■ Exercise objective ■
Reproduce exactly, and only, the lines below from the one containing "every core component." through the one containing "pairs required, got".

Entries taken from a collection
————

//! searoute CLI support code.
//!
//! - `ports`: built-in port catalog and `--from`/`--to` parsing
//! - `retry`: backoff schedule for resubmitting failed saves

pub mod ports;
pub mod retry;

pub use ports::{parse_port, PortParseError};
pub use retry::SaveBackoff;
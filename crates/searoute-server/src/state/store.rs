//! Shared application state.

use crate::cache::{segment_cache_key, MemoryCache, SegmentCache};
use crate::config::Config;
use crate::persistence::Database;
use dashmap::DashMap;
use searoute_core::segment::SegmentRecord;
use searoute_core::synthesizer::{RouteSynthesizer, SynthesizerConfig};
use searoute_core::reference_landmasses;
use std::sync::Arc;
use std::time::Duration;

/// Application state: storage, segment cache, and the route synthesizer.
pub struct AppState {
    database: Database,
    cache: Arc<dyn SegmentCache>,
    synthesizer: RouteSynthesizer,
    config: Config,
    /// Invalidations seen per segment id. Reads capture it before going to
    /// the database and only fill the cache if it has not moved since.
    generations: DashMap<String, u64>,
}

impl AppState {
    pub fn new(database: Database, config: Config) -> Self {
        let cache = Arc::new(MemoryCache::new(
            Duration::from_secs(config.cache_ttl_s),
            config.cache_max_entries,
        ));
        Self::with_cache(database, config, cache)
    }

    pub fn with_cache(database: Database, config: Config, cache: Arc<dyn SegmentCache>) -> Self {
        let synthesizer = RouteSynthesizer::new(
            reference_landmasses(),
            SynthesizerConfig {
                detour_offset_km: config.detour_offset_km,
                ..SynthesizerConfig::default()
            },
        );
        Self {
            database,
            cache,
            synthesizer,
            config,
            generations: DashMap::new(),
        }
    }

    pub fn database(&self) -> &Database {
        &self.database
    }

    pub fn synthesizer(&self) -> &RouteSynthesizer {
        &self.synthesizer
    }

    pub fn config(&self) -> &Config {
        &self.config
    }

    pub fn cache(&self) -> &Arc<dyn SegmentCache> {
        &self.cache
    }

    /// Cached current version, or `None` on a miss or cache failure.
    pub fn cached_segment(&self, segment_id: &str) -> Option<SegmentRecord> {
        match self.cache.get(&segment_cache_key(segment_id)) {
            Ok(hit) => hit,
            Err(err) => {
                tracing::warn!("Cache read for {} failed: {}", segment_id, err);
                None
            }
        }
    }

    /// Token to pass to [`AppState::remember_segment`]; take it before the
    /// database read.
    pub fn cache_generation(&self, segment_id: &str) -> u64 {
        self.generations.get(segment_id).map(|g| *g).unwrap_or(0)
    }

    /// Cache a record read from the database, unless a save invalidated the
    /// segment after `generation` was taken.
    pub fn remember_segment(&self, record: &SegmentRecord, generation: u64) {
        // The entry guard is held across the put so an invalidation either
        // lands before the check or removes what was just written.
        let current = self.generations.entry(record.segment_id.clone()).or_insert(0);
        if *current != generation {
            tracing::debug!(
                "Skipping cache fill for {}: invalidated during read",
                record.segment_id
            );
            return;
        }
        if let Err(err) = self.cache.put(&segment_cache_key(&record.segment_id), record.clone()) {
            tracing::warn!("Cache write for {} failed: {}", record.segment_id, err);
        }
    }

    /// Drop the cached read after a save. Failure is logged and ignored.
    pub fn invalidate_segment(&self, segment_id: &str) {
        *self.generations.entry(segment_id.to_string()).or_insert(0) += 1;
        if let Err(err) = self.cache.invalidate(&segment_cache_key(segment_id)) {
            tracing::warn!("Cache invalidation for {} failed: {}", segment_id, err);
        }
    }
}

#[cfg(test)]
mod tests {
    use super::*;
    use crate::persistence::{init_database, load_active_segment, save_segment};
    use searoute_core::models::Port;
    use searoute_core::segment::{RouteType, SegmentMetadata, SegmentSaveRequest};

    async fn state() -> AppState {
        let path = std::env::temp_dir()
            .join(format!("searoute-state-{}.db", uuid::Uuid::new_v4()))
            .to_string_lossy()
            .to_string();
        let db = init_database(&path, 1).await.expect("init db");
        AppState::new(db, Config::from_env())
    }

    fn request(coords: Vec<[f64; 2]>) -> SegmentSaveRequest {
        SegmentSaveRequest {
            origin_port: Port::new("miami", "Miami", 25.7617, -80.1918),
            destination_port: Port::new("nassau", "Nassau", 25.0343, -77.3554),
            route_coordinates: coords,
            route_type: RouteType::Edited,
            distance_nautical_miles: None,
            distance_km: None,
            created_by: None,
            metadata: SegmentMetadata::default(),
        }
    }

    #[tokio::test]
    async fn save_during_read_keeps_stale_record_out_of_cache() {
        let state = state().await;
        let pool = state.database().pool().clone();
        let v1 = request(vec![[25.7617, -80.1918], [25.0343, -77.3554]]).validate().unwrap();
        save_segment(&pool, &v1).await.unwrap();

        // reader takes its token and reads v1
        let generation = state.cache_generation("miami-nassau");
        let stale = load_active_segment(&pool, "miami-nassau").await.unwrap().unwrap();
        assert_eq!(stale.version, 1);

        // a save commits and invalidates before the reader fills the cache
        let v2 = request(vec![[25.7617, -80.1918], [25.4, -78.8], [25.0343, -77.3554]])
            .validate()
            .unwrap();
        save_segment(&pool, &v2).await.unwrap();
        state.invalidate_segment("miami-nassau");

        state.remember_segment(&stale, generation);
        assert!(state.cached_segment("miami-nassau").is_none());

        // the next read fills the cache with the new version
        let generation = state.cache_generation("miami-nassau");
        let fresh = load_active_segment(&pool, "miami-nassau").await.unwrap().unwrap();
        state.remember_segment(&fresh, generation);
        assert_eq!(state.cached_segment("miami-nassau").unwrap().version, 2);
    }

    #[tokio::test]
    async fn unchanged_generation_fills_cache() {
        let state = state().await;
        let pool = state.database().pool().clone();
        let c = request(vec![[25.7617, -80.1918], [25.0343, -77.3554]]).validate().unwrap();
        save_segment(&pool, &c).await.unwrap();

        assert_eq!(state.cache_generation("miami-nassau"), 0);
        let record = load_active_segment(&pool, "miami-nassau").await.unwrap().unwrap();
        state.remember_segment(&record, 0);
        assert_eq!(state.cached_segment("miami-nassau").unwrap().version, 1);
    }
}
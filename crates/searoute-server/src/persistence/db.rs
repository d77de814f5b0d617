//! Database connection and initialization.

use anyhow::{Context, Result};
use sqlx::{sqlite::SqlitePoolOptions, SqlitePool};
use std::path::Path;
use tracing::{debug, info};

/// Database connection wrapper.
#[derive(Clone)]
pub struct Database {
    pool: SqlitePool,
}

impl Database {
    /// Get the underlying connection pool.
    pub fn pool(&self) -> &SqlitePool {
        &self.pool
    }
}

/// Open (creating if needed) the SQLite file and apply migrations.
pub async fn init_database(db_path: &str, max_connections: u32) -> Result<Database> {
    if let Some(parent) = Path::new(db_path).parent() {
        std::fs::create_dir_all(parent)?;
    }

    let db_url = format!("sqlite:{}?mode=rwc", db_path);
    info!("Connecting to database: {}", db_path);

    let pool = SqlitePoolOptions::new()
        .max_connections(max_connections.max(1))
        .connect(&db_url)
        .await?;

    run_migrations(&pool).await?;

    Ok(Database { pool })
}

/// Schema files in apply order. Every statement is idempotent
/// (`IF NOT EXISTS`), so the full list runs on each start.
const MIGRATIONS: &[(&str, &str)] = &[("001_init.sql", include_str!("../../migrations/001_init.sql"))];

/// Statements of one migration file, with `--` comment lines removed.
fn migration_statements(sql: &str) -> Vec<String> {
    sql.split(';')
        .map(|chunk| {
            chunk
                .lines()
                .filter(|line| !line.trim_start().starts_with("--"))
                .collect::<Vec<_>>()
                .join("\n")
                .trim()
                .to_string()
        })
        .filter(|statement| !statement.is_empty())
        .collect()
}

async fn run_migrations(pool: &SqlitePool) -> Result<()> {
    for (name, sql) in MIGRATIONS {
        let statements = migration_statements(sql);
        debug!("Applying migration {} ({} statements)", name, statements.len());
        for (index, statement) in statements.iter().enumerate() {
            sqlx::query(statement)
                .execute(pool)
                .await
                .with_context(|| format!("migration {} statement {} failed", name, index + 1))?;
        }
    }

    info!("Schema up to date ({} migrations)", MIGRATIONS.len());
    Ok(())
}
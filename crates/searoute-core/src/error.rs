//! Input validation errors shared by every core component.

use thiserror::Error;

/// Malformed caller input, rejected before any I/O happens.
#[derive(Debug, Clone, PartialEq, Error)]
pub enum InputError {
    /// Coordinate component is NaN or infinite.
    #[error("{field}: coordinate must be a finite number")]
    NonFinite { field: &'static str },

    /// Latitude outside [-90, 90].
    #[error("{field}: latitude {value} out of range [-90, 90]")]
    LatitudeOutOfRange { field: &'static str, value: f64 },

    /// Longitude outside [-180, 180].
    #[error("{field}: longitude {value} out of range [-180, 180]")]
    LongitudeOutOfRange { field: &'static str, value: f64 },

    /// Origin and destination resolve to the same port or position.
    #[error("origin and destination must differ")]
    IdenticalEndpoints,

    /// A polyline with fewer than two coordinate pairs.
    #[error("{field}: at least {required} coordinate pairs required, got {actual}")]
    TooFewCoordinates {
        field: &'static str,
        required: usize,
        actual: usize,
    },

    /// Distance metadata below zero.
    #[error("{field}: distance must not be negative")]
    NegativeDistance { field: &'static str },

    /// Required identifier missing or blank.
    #[error("{field} is required")]
    MissingField { field: &'static str },
}

impl InputError {
    /// Name of the request field that violated validation.
    pub fn field(&self) -> &'static str {
        match self {
            Self::NonFinite { field }
            | Self::LatitudeOutOfRange { field, .. }
            | Self::LongitudeOutOfRange { field, .. }
            | Self::TooFewCoordinates { field, .. }
            | Self::NegativeDistance { field }
            | Self::MissingField { field } => *field,
            Self::IdenticalEndpoints => "destination_port_id",
        }
    }

    /// Attach a different field name, used when a nested value is validated
    /// on behalf of an outer request field.
    pub fn with_field(self, field: &'static str) -> Self {
        match self {
            Self::NonFinite { .. } => Self::NonFinite { field },
            Self::LatitudeOutOfRange { value, .. } => Self::LatitudeOutOfRange { field, value },
            Self::LongitudeOutOfRange { value, .. } => Self::LongitudeOutOfRange { field, value },
            Self::TooFewCoordinates {
                required, actual, ..
            } => Self::TooFewCoordinates {
                field,
                required,
                actual,
            },
            Self::NegativeDistance { .. } => Self::NegativeDistance { field },
            Self::MissingField { .. } => Self::MissingField { field },
            Self::IdenticalEndpoints => Self::IdenticalEndpoints,
        }
    }
}

/// Smoothing needs at least three vertices; callers treat this as a no-op
/// with a notice rather than a failure.
#[derive(Debug, Clone, Copy, PartialEq, Eq, Error)]
#[error("need more points: smoothing requires at least {required} vertices, got {actual}")]
pub struct NeedMorePoints {
    pub required: usize,
    pub actual: usize,
}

————

■ Exercise output ■
//! Input validation errors shared by every core component.

use thiserror::Error;

/// Malformed caller input, rejected before any I/O happens.
#[derive(Debug, Clone, PartialEq, Error)]
pub enum InputError {
    /// Coordinate component is NaN or infinite.
    #[error("{field}: coordinate must be a finite number")]
    NonFinite { field: &'static str },

    /// Latitude outside [-90, 90].
    #[error("{field}: latitude {value} out of range [-90, 90]")]
    LatitudeOutOfRange { field: &'static str, value: f64 },

    /// Longitude outside [-180, 180].
    #[error("{field}: longitude {value} out of range [-180, 180]")]
    LongitudeOutOfRange { field: &'static str, value: f64 },

    /// Origin and destination resolve to the same port or position.
    #[error("origin and destination must differ")]
    IdenticalEndpoints,

    /// A polyline with fewer than two coordinate pairs.
    #[error("{field}: at least {required} coordinate pairs required, got {actual}")]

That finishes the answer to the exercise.